§ What is needed
Only the lines from the one with "impl From<bool> for" onward are wanted, through the last line of the entries, set down exactly.

§ Information given

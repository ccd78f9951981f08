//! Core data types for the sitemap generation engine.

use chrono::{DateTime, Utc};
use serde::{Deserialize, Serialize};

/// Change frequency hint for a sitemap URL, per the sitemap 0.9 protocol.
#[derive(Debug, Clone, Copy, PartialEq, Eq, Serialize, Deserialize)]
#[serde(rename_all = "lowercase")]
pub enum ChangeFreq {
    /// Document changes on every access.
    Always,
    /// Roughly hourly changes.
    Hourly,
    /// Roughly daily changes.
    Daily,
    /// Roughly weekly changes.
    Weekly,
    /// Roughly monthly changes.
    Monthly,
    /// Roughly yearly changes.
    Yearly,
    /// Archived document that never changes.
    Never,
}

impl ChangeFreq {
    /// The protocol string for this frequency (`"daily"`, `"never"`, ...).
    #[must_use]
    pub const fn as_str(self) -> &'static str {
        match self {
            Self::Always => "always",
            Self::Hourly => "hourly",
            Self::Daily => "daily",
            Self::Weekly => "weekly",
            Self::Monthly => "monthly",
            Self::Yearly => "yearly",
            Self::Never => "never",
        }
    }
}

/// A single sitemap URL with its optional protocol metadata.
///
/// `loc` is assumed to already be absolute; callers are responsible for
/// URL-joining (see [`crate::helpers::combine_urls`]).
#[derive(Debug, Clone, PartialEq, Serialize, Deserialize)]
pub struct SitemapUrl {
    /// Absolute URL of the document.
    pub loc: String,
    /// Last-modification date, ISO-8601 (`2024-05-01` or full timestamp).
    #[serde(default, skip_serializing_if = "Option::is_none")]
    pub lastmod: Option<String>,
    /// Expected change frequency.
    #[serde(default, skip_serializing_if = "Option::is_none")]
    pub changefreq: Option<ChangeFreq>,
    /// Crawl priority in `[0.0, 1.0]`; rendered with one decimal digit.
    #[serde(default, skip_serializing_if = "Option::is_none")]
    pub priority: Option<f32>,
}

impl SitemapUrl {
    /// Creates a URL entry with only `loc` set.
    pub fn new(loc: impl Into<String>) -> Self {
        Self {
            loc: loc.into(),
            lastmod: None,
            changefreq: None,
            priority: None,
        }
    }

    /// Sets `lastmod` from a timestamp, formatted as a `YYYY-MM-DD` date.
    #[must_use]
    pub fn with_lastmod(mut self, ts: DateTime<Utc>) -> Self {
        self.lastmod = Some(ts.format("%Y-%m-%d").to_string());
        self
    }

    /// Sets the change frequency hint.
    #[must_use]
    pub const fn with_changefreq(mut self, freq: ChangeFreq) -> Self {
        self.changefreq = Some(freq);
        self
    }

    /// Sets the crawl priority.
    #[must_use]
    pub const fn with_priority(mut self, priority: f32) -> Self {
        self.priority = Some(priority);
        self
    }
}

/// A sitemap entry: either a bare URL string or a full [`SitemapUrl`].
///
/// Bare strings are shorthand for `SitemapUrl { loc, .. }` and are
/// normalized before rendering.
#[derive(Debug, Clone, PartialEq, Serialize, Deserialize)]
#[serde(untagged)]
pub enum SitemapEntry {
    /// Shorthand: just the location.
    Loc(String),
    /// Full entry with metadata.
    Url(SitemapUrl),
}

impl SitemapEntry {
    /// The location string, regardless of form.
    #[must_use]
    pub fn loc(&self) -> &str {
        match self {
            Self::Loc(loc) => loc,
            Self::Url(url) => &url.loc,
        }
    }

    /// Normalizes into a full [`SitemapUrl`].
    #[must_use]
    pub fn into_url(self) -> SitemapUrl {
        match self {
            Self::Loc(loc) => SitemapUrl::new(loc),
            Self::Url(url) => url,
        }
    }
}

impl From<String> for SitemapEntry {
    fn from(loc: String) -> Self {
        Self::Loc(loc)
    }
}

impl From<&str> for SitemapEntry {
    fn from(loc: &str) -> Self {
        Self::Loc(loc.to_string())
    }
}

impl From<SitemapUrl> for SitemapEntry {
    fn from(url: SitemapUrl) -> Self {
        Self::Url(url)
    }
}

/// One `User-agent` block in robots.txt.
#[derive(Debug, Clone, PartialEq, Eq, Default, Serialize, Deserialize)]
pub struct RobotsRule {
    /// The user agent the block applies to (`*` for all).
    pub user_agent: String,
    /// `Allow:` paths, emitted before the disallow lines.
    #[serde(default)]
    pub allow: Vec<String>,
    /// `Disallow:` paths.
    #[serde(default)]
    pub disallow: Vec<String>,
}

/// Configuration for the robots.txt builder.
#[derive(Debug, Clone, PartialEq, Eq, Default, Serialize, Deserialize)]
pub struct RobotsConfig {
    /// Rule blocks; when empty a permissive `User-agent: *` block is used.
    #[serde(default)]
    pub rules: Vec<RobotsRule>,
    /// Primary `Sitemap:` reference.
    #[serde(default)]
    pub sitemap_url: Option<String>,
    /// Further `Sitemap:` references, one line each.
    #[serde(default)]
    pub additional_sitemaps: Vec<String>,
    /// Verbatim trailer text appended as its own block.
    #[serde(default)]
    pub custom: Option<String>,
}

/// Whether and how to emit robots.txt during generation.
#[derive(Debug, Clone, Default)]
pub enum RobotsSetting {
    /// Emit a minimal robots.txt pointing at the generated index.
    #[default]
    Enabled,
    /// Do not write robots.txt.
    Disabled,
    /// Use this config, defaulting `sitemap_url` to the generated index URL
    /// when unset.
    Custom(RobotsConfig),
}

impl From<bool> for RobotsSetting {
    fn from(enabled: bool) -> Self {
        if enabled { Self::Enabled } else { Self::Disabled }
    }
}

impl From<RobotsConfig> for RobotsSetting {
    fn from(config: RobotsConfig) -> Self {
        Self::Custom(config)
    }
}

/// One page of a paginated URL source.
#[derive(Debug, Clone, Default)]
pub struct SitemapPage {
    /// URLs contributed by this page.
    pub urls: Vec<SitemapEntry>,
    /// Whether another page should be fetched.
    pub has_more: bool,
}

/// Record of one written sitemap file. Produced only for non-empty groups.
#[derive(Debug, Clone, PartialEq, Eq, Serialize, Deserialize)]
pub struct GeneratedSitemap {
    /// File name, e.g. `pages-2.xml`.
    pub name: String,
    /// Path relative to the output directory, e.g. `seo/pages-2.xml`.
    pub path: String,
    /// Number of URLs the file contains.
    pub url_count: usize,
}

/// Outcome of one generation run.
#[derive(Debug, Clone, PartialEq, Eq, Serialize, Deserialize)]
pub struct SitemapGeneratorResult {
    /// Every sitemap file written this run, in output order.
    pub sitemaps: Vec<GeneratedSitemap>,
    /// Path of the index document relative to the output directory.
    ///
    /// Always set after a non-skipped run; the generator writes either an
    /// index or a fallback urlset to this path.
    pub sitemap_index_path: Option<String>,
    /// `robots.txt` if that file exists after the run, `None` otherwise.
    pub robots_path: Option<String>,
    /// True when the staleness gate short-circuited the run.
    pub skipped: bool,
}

§ Solution for this task
impl From<bool> for RobotsSetting {
    fn from(enabled: bool) -> Self {
        if enabled { Self::Enabled } else { Self::Disabled }
    }
}

impl From<RobotsConfig> for RobotsSetting {
    fn from(config: RobotsConfig) -> Self {
        Self::Custom(config)
    }
}

/// One page of a paginated URL source.
#[derive(Debug, Clone, Default)]
pub struct SitemapPage {
    /// URLs contributed by this page.
    pub urls: Vec<SitemapEntry>,
    /// Whether another page should be fetched.
    pub has_more: bool,
}

/// Record of one written sitemap file. Produced only for non-empty groups.
#[derive(Debug, Clone, PartialEq, Eq, Serialize, Deserialize)]
pub struct GeneratedSitemap {
    /// File name, e.g. `pages-2.xml`.
    pub name: String,
    /// Path relative to the output directory, e.g. `seo/pages-2.xml`.
    pub path: String,
    /// Number of URLs the file contains.
    pub url_count: usize,
}

/// Outcome of one generation run.
#[derive(Debug, Clone, PartialEq, Eq, Serialize, Deserialize)]
pub struct SitemapGeneratorResult {
    /// Every sitemap file written this run, in output order.
    pub sitemaps: Vec<GeneratedSitemap>,
    /// Path of the index document relative to the output directory.
    ///
    /// Always set after a non-skipped run; the generator writes either an
    /// index or a fallback urlset to this path.
    pub sitemap_index_path: Option<String>,
    /// `robots.txt` if that file exists after the run, `None` otherwise.
    pub robots_path: Option<String>,
    /// True when the staleness gate short-circuited the run.
    pub skipped: bool,
}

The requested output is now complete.